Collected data
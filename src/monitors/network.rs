//! Network threshold monitor
//!
//! Polls a network metric source and evaluates bandwidth, connection count,
//! per-interface, per-process, and WiFi signal thresholds.

use crate::alerts::types::{
    ActiveAlert, AlertSeverity, EntityContext, EntityKey, MetricKey, ThresholdConfig,
};
use crate::alerts::{AlertConfig, AlertTracker, NotificationFanout, SampleHistory, ThresholdRegistry};
use crate::events::EventDispatcher;
use crate::metrics::NetworkMetricSource;
use crate::monitors::{is_network_metric, publish_fired, report_check_failure, ShutdownSignal};

use std::collections::{HashMap, HashSet};
use std::sync::{Arc, Mutex};
use std::thread::JoinHandle;
use std::time::{Duration, Instant};

const SOURCE: &str = "NetworkThresholdMonitor";

struct MonitorState {
    registry: ThresholdRegistry,
    tracker: AlertTracker,
    history: SampleHistory,
}

struct MonitorCore<S> {
    source: Arc<S>,
    dispatcher: Arc<EventDispatcher>,
    notifiers: NotificationFanout,
    state: Mutex<MonitorState>,
}

impl<S: NetworkMetricSource> MonitorCore<S> {
    /// Run one evaluation pass
    ///
    /// Readings are fetched before the state lock is taken; a failed check
    /// is reported and the remaining checks still run.
    fn evaluate_once(&self, now: Instant) {
        let bandwidth = self.source.bandwidth();
        let connections = self.source.connection_stats();
        let interfaces = self.source.interfaces();
        let processes = self.source.network_processes();
        let wifi = self.source.wifi_details();

        let mut state = self.state.lock().unwrap_or_else(|e| e.into_inner());

        match bandwidth {
            Ok(bw) => {
                let total = bw.total();
                self.feed(&mut state, MetricKey::BandwidthTotal, EntityKey::Global, total, now);
                self.feed(
                    &mut state,
                    MetricKey::BandwidthRx,
                    EntityKey::Global,
                    bw.rx_bytes_per_sec,
                    now,
                );
                self.feed(
                    &mut state,
                    MetricKey::BandwidthTx,
                    EntityKey::Global,
                    bw.tx_bytes_per_sec,
                    now,
                );
                state.history.record(now, total);
                if let Some(avg) = state.history.sustained_average(now) {
                    self.feed(
                        &mut state,
                        MetricKey::BandwidthSustained,
                        EntityKey::Global,
                        avg,
                        now,
                    );
                }
            }
            Err(e) => report_check_failure(&self.dispatcher, SOURCE, "bandwidth", &e),
        }

        match connections {
            Ok(stats) => {
                self.feed(
                    &mut state,
                    MetricKey::ConnectionCount,
                    EntityKey::Global,
                    stats.total as f64,
                    now,
                );
            }
            Err(e) => report_check_failure(&self.dispatcher, SOURCE, "connection_stats", &e),
        }

        match interfaces {
            Ok(interfaces) => {
                let mut seen = HashSet::new();
                for interface in &interfaces {
                    let entity = EntityKey::Interface(interface.name.clone());
                    seen.insert(entity.clone());
                    if !interface.active {
                        continue;
                    }
                    self.feed(
                        &mut state,
                        MetricKey::InterfaceBandwidth,
                        entity.clone(),
                        interface.bandwidth_bytes_per_sec,
                        now,
                    );
                    self.feed(
                        &mut state,
                        MetricKey::InterfaceErrors,
                        entity,
                        interface.errors as f64,
                        now,
                    );
                }
                state
                    .tracker
                    .prune_absent(|entity| matches!(entity, EntityKey::Interface(_)), &seen);
            }
            Err(e) => report_check_failure(&self.dispatcher, SOURCE, "interfaces", &e),
        }

        match processes {
            Ok(processes) => {
                let mut seen = HashSet::new();
                for process in &processes {
                    let entity = EntityKey::Process(process.name.clone());
                    seen.insert(entity.clone());
                    self.feed(
                        &mut state,
                        MetricKey::ProcessBandwidth,
                        entity,
                        process.bytes_per_sec,
                        now,
                    );
                }
                state
                    .tracker
                    .prune_absent(|entity| matches!(entity, EntityKey::Process(_)), &seen);
            }
            Err(e) => report_check_failure(&self.dispatcher, SOURCE, "network_processes", &e),
        }

        match wifi {
            Ok(Some(status)) if status.connected => {
                self.feed(
                    &mut state,
                    MetricKey::WifiSignal,
                    EntityKey::Global,
                    status.signal_strength,
                    now,
                );
            }
            Ok(_) => {}
            Err(e) => report_check_failure(&self.dispatcher, SOURCE, "wifi_details", &e),
        }

        drop(state);
        self.dispatcher
            .publish(crate::events::MetricEvent::new(
                crate::events::EventKind::MetricsUpdated,
                SOURCE,
            ));
    }

    fn feed(
        &self,
        state: &mut MonitorState,
        metric: MetricKey,
        entity: EntityKey,
        value: f64,
        now: Instant,
    ) {
        let context = entity.context();
        self.feed_with_context(state, metric, entity, context, value, now);
    }

    fn feed_with_context(
        &self,
        state: &mut MonitorState,
        metric: MetricKey,
        entity: EntityKey,
        context: EntityContext,
        value: f64,
        now: Instant,
    ) {
        for (name, config) in state.registry.for_metric(metric) {
            if let Some(fired) = state.tracker.observe(
                &name,
                &config,
                entity.clone(),
                context.clone(),
                value,
                now,
            ) {
                publish_fired(&self.dispatcher, &self.notifiers, SOURCE, &fired);
            }
        }
    }

    fn tick_interval(&self) -> Duration {
        self.state
            .lock()
            .unwrap_or_else(|e| e.into_inner())
            .registry
            .min_check_interval()
    }
}

/// Background monitor for network thresholds
pub struct NetworkThresholdMonitor<S: NetworkMetricSource + 'static> {
    core: Arc<MonitorCore<S>>,
    shutdown: ShutdownSignal,
    worker: Mutex<Option<JoinHandle<()>>>,
}

impl<S: NetworkMetricSource + 'static> NetworkThresholdMonitor<S> {
    /// Create a monitor carrying the built-in network thresholds and a
    /// terminal notifier
    pub fn new(source: Arc<S>, dispatcher: Arc<EventDispatcher>) -> Self {
        let thresholds = AlertConfig::default()
            .to_thresholds()
            .unwrap_or_default()
            .into_iter()
            .filter(|(_, config)| is_network_metric(config.metric))
            .collect();
        Self::with_thresholds(source, dispatcher, thresholds, NotificationFanout::default())
    }

    /// Create a monitor with explicit thresholds and notification channels
    pub fn with_thresholds(
        source: Arc<S>,
        dispatcher: Arc<EventDispatcher>,
        thresholds: Vec<(String, ThresholdConfig)>,
        notifiers: NotificationFanout,
    ) -> Self {
        let mut registry = ThresholdRegistry::new();
        for (name, config) in thresholds {
            registry.set(&name, config);
        }

        Self {
            core: Arc::new(MonitorCore {
                source,
                dispatcher,
                notifiers,
                state: Mutex::new(MonitorState {
                    registry,
                    tracker: AlertTracker::new(),
                    history: SampleHistory::new(),
                }),
            }),
            shutdown: ShutdownSignal::new(),
            worker: Mutex::new(None),
        }
    }

    /// Start the background evaluation loop; a second call is a no-op
    pub fn start(&self) {
        let mut worker = self.worker.lock().unwrap_or_else(|e| e.into_inner());
        if worker.is_some() || self.shutdown.is_stopped() {
            return;
        }

        let core = Arc::clone(&self.core);
        let shutdown = self.shutdown.clone();
        *worker = Some(
            std::thread::Builder::new()
                .name("network-monitor".to_string())
                .spawn(move || loop {
                    core.evaluate_once(Instant::now());
                    if shutdown.wait_timeout(core.tick_interval()) {
                        break;
                    }
                })
                .expect("failed to spawn network monitor worker"),
        );
    }

    /// Stop the evaluation loop; idempotent
    pub fn stop(&self) {
        self.shutdown.stop();
        let handle = self.worker.lock().unwrap_or_else(|e| e.into_inner()).take();
        if let Some(handle) = handle {
            let _ = handle.join();
        }
    }

    pub fn is_running(&self) -> bool {
        self.worker
            .lock()
            .unwrap_or_else(|e| e.into_inner())
            .is_some()
            && !self.shutdown.is_stopped()
    }

    /// Run one evaluation pass synchronously
    pub fn check_now(&self) {
        self.core.evaluate_once(Instant::now());
    }

    /// Adjust an existing threshold; in-flight state for it is discarded
    pub fn set_threshold(
        &self,
        name: &str,
        threshold: f64,
        duration: Duration,
        severity: AlertSeverity,
        message: Option<&str>,
    ) -> bool {
        let mut state = self.core.state.lock().unwrap_or_else(|e| e.into_inner());
        let adjusted = state
            .registry
            .adjust(name, threshold, duration, severity, message);
        if adjusted {
            state.tracker.reset(name);
        }
        adjusted
    }

    /// Insert or replace a full threshold definition
    pub fn define_threshold(&self, name: &str, config: ThresholdConfig) -> bool {
        let mut state = self.core.state.lock().unwrap_or_else(|e| e.into_inner());
        let accepted = state.registry.set(name, config);
        if accepted {
            state.tracker.reset(name);
        }
        accepted
    }

    /// Snapshot of currently active alerts, keyed by entity-prefixed name
    pub fn active_alerts(&self) -> HashMap<String, ActiveAlert> {
        let state = self.core.state.lock().unwrap_or_else(|e| e.into_inner());
        state.tracker.active_alerts(&state.registry, Instant::now())
    }

    /// Registered thresholds, for display
    pub fn thresholds(&self) -> Vec<(String, ThresholdConfig)> {
        self.core
            .state
            .lock()
            .unwrap_or_else(|e| e.into_inner())
            .registry
            .snapshot()
    }
}

impl<S: NetworkMetricSource + 'static> Drop for NetworkThresholdMonitor<S> {
    fn drop(&mut self) {
        self.stop();
    }
}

WORK TO BE COMPLETED
Each line in the data that holds the string "Instant" must be returned.

COMPLETED TASK
use std::time::{Duration, Instant};
    fn evaluate_once(&self, now: Instant) {
        now: Instant,
        now: Instant,
                    core.evaluate_once(Instant::now());
        self.core.evaluate_once(Instant::now());
        state.tracker.active_alerts(&state.registry, Instant::now())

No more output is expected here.